Typically, I run my settings at 3200 dpi, 48-bit color (says 24-bit in the screenshot, oops), and turn off any extraneous “features”. I put features in quotes because I find them to be more of a hinderance than anything else; degrading sharpness, and elongating the actual scanning process. My goal is to get the cleanest, flattest (both in terms of physical form and color) scan, to retain the most detail as possible in the most efficient manner so I can minimally edit things later on in Photoshop or Lightroom. The best way to do that is to simply start with a clean scan bed and clean negative.
Tip: After running a preview of the negatives, I utilize the “Normal” view of the interface so I can use the marque tool to make selection boxes around the photos. When selecting the photos, I initially try a selection a bit larger than the photo. However, this usually results in a discolored preview and scan. I am still unsure as to why this is but I have figured out that the best way to combat this is to make your selection within the photo. Yes, you’re sort of losing a bit of the image by doing this, but it saves a lot of time in color correcting later on.

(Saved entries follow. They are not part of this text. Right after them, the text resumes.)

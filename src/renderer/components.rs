use crate::renderer::traits::Breadcrumb;

/// Marker for the raw collection label
pub const COLLECTION_PLACEHOLDER: &str = "CollectionPlaceholder";
/// Prefix turning [`COLLECTION_PLACEHOLDER`] into its identifier-safe variant
pub const SANITIZED_PREFIX: &str = "Sanitized";
/// Marker for the current item's own name
pub const OWN_NAME_PLACEHOLDER: &str = "${0}";
/// Marker for the enclosing item's name
pub const PARENT_NAME_PLACEHOLDER: &str = "${1}";

/// Helper for the running indent string
pub struct IndentationHelper;

impl IndentationHelper {
    /// Grows `base` by `amount` copies of `fill`, or shrinks it by `-amount`
    /// characters. Shrinking is purely by length and clamps at empty, so a
    /// grow followed by the matching shrink restores the original string.
    pub fn extend(base: &str, amount: i32, fill: char) -> String {
        if amount >= 0 {
            let mut indent = String::with_capacity(base.len() + amount as usize);
            indent.push_str(base);
            indent.extend(std::iter::repeat(fill).take(amount as usize));
            indent
        } else {
            let keep = base.chars().count().saturating_sub(amount.unsigned_abs() as usize);
            base.chars().take(keep).collect()
        }
    }
}

/// Helper for resolving template placeholders
pub struct Placeholders;

impl Placeholders {
    /// Replaces everything but ASCII letters, digits and `_` with `_`
    pub fn sanitize(name: &str) -> String {
        name.chars()
            .map(|c| if c.is_ascii_alphanumeric() || c == '_' { c } else { '_' })
            .collect()
    }

    /// Substitutes the collection label into `template`: the sanitized marker
    /// gets the identifier-safe label, the plain marker the label verbatim.
    pub fn substitute_label(template: &str, label: &str) -> String {
        let mut output = String::with_capacity(template.len());
        let mut rest = template;

        while let Some(position) = rest.find(COLLECTION_PLACEHOLDER) {
            let (before, after) = rest.split_at(position);
            match before.strip_suffix(SANITIZED_PREFIX) {
                Some(head) => {
                    output.push_str(head);
                    output.push_str(&Self::sanitize(label));
                }
                None => {
                    output.push_str(before);
                    output.push_str(label);
                }
            }
            rest = &after[COLLECTION_PLACEHOLDER.len()..];
        }

        output.push_str(rest);
        output
    }

    /// Substitutes the names recorded at `level` and `level - 1` into an item
    /// template. Placeholders whose breadcrumb is missing or unnamed are left
    /// as they are.
    pub fn substitute_breadcrumbs(template: &str, crumbs: &Breadcrumb<'_>, level: usize) -> String {
        let mut output = template.to_string();

        if let Some(own) = crumbs.name_at(level).filter(|name| !name.is_empty()) {
            output = output.replace(OWN_NAME_PLACEHOLDER, &Self::sanitize(own));
        }

        let parent = level
            .checked_sub(1)
            .and_then(|above| crumbs.name_at(above))
            .filter(|name| !name.is_empty());
        if let Some(parent) = parent {
            output = output.replace(PARENT_NAME_PLACEHOLDER, &Self::sanitize(parent));
        }

        output
    }
}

At this point, I have been pretty happy with how my initial scans come out without manually changing things or moving sliders, however I do sometimes find it necessary to make slight adjustments to the levels sliders (read more about this here) to adjust the clipping points. A little adjustment here can sometimes make quite the difference in improving the quality of your raw scans.
When saving images, I typically save as TIFF and then finish up in Photoshop or Lightroom.
Step 4: Post Processing
After opening an image in Photoshop, the first thing I do is rotate and crop back to the correct ratio which may have been lost in selecting the photo with the marque tool in EpsonScan.
After a crop, I usually go to town on any dust and hair with the spot healing brush tool. Next, I open up the levels an move the shadows and highlights in to the ends of the histogram. If this is done ahead of time in EpsonScan as mentioned earlier, you probably will not have to do this step at this point. And sometimes, this is all it takes, as seen here:
If there is any imbalance in the color, then I will open up the curves menu and take out or add color where needed. In this example, I took out a bit of green to even it out.
Lastly, if I am not satisfied after a levels adjustment, I may mess with the exposure slider a little bit.
Of course, there are many things I could do better, but I like to keep things as simple as possible, so this is what gives me the best results for what I want. I also don’t an extreme depth of knowledge in scanning, digital image files, and some areas of Photoshop, but I do have enough knowledge to be content with my results. I’m still learning how to improve my scanning process and technique, so I am definitely open to advice. Feel free to share in the comments or via email.
3 thoughts on “ Scanning Medium Format Film with an Epson V700 ”
Cool. I will have to try a swifter.
Do you have “continuous auto exposure” set to off? I believe with that “checked on” and when you move your
selection/crop area so it’s bigger than the negative the Epson software changes everything because it takes the blank white into consideration.
LikeLiked by 1 person
I have a V750 and scan in a very similar way to yourself, sometimes I just move the levels sliders in a bit. I also zoom in on the frame so I can set the crop a bit more accurately. The swiffer sounds a great idea, not sure if they are available in the UK. Did think about getting some Tak cloths that are used in paint spraying shops, I also have two cats who like to know what I’m up to at all times !
LikeLiked by 1 person
Sadly the V700 pales when compared even to a DSLR scan of the negative. Also if you have figured out the focus sweet spot using the scan tray risers you’re at an immediate disadvantage too.